As Dr. Baker surmised, the survey designers are wondering if there are
differences between how Christians respond to The Passion and how people of
other faiths - especially Jewish - or no faith respond.  Since many of the
public concerns about Mel Gibson and his movie surround him inviting
certain groups of Christians to prescreenings, how Jewish people might
percieve anti-semitism in the film and how there is faith division over
this movie, I think indicating one's faith is an important question to ask
of the film's audience.  The filmmaker has repeatedly said that he made the
film in response to his own faith.  Some churches claim to be using it as
an evangelism tool.  Audience faith background and questions about how the
film impacts faith seems valuable and valid questions in a cultural survey
about the movie.

Most surveys like this are neutral instruments that participants have
little interest in altering.  It is not like stuffing a ballot box or
voting in a way to increase an investment.  With a film as controversial as
this one, a survey that allows someone to take it multiple times is in
danger of sabotage.  In theory, publicists or enemies or proponents of the
film could alter the results.  I suspect that few if any participants
realize that it is possible to do this, but it would be better if it were
not possible.

Likert-type questions would be useful, as would more questions of those who
did not see the film.  I suspect that those who did not see it may ignore
the suggestion to fill out such a form, thinking it is not for them.  All
that is to say, I would have added a few questions, but it is not my tool.
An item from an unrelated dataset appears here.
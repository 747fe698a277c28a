//! CLI command implementations

pub mod render;
pub mod sample;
As for how I will use it, I wrote a dissertation that involves The Passion
as well as other recent Jesus movies.  Much of my cultural analysis
involved press reports, industry and other critical reviews, online
messages, website movie ratings, Nielsen or box office returns and the
like.  For the lower profile films, this sketched an idea of the film's
reception.  For The Passion, countless publications in print and online
reported on the movie and/or Mel Gibson.  Dozens of online message boards
were overflowing for a year.  I have collected well over 400 articles on
The Passion, and daily recieve about 10 in the mail.  It borders on
impossible to assess all the material, let alone determine what is going on
behind the reports or in the minds of vast theater crowds.  I have a
publisher for my dissertation as well as a few related articles and a Jesus
movie reference book.  I am not particularly passionate about the film as a
personal or spiritual experience.  As a student of film, TV, cultural
studies and church history among other things, I myself find the film's
historical and art references, sacramentalism and rich iconography
artistically profound and culturally revealing.  While I have many thoughts
about the movie, I have no personal stake in people seeing or liking the
movie or in how people answer the questionnaire.  It seems like many
viewers are deeply moved in a positive way, yet many others detest the
film.  As a student/scholar of Jesus movies, the whole thing is fascinating
and complex.  I hope the results of this survey illuminate my research a
little more, weeding out publicity, reactionary press and other extreme
impressions to reveal some of the mainstream public opinion and why
everyone is flocking.

About Dr. Spiceland's concern over increased respondants improving the
results, perhaps it is my medical research background that inclines me
toward increasing the "n", so thank you for bringing that assumption to my
attention.  My understanding of my former statistics studies is that
numbers improve validity of results.  I have only had a few anthropology
and psychology courses and am not as familiar with designing and analyzing
sociological experiments.  In medical science, one seeks to eliminate all
but one variable, yet here we seek broad distribution, and the survey has
gone out to large groups aross educational, racial, economic, geographic,
trade and faith lines.  No tool - certainly not Nielsen ratings or common
data collection systems - is flawless, unbiased and without
drawbacks.  While this one could certainly be improved, I think it will
serve an important purpose.  I hope it does not itself becoming a controversy!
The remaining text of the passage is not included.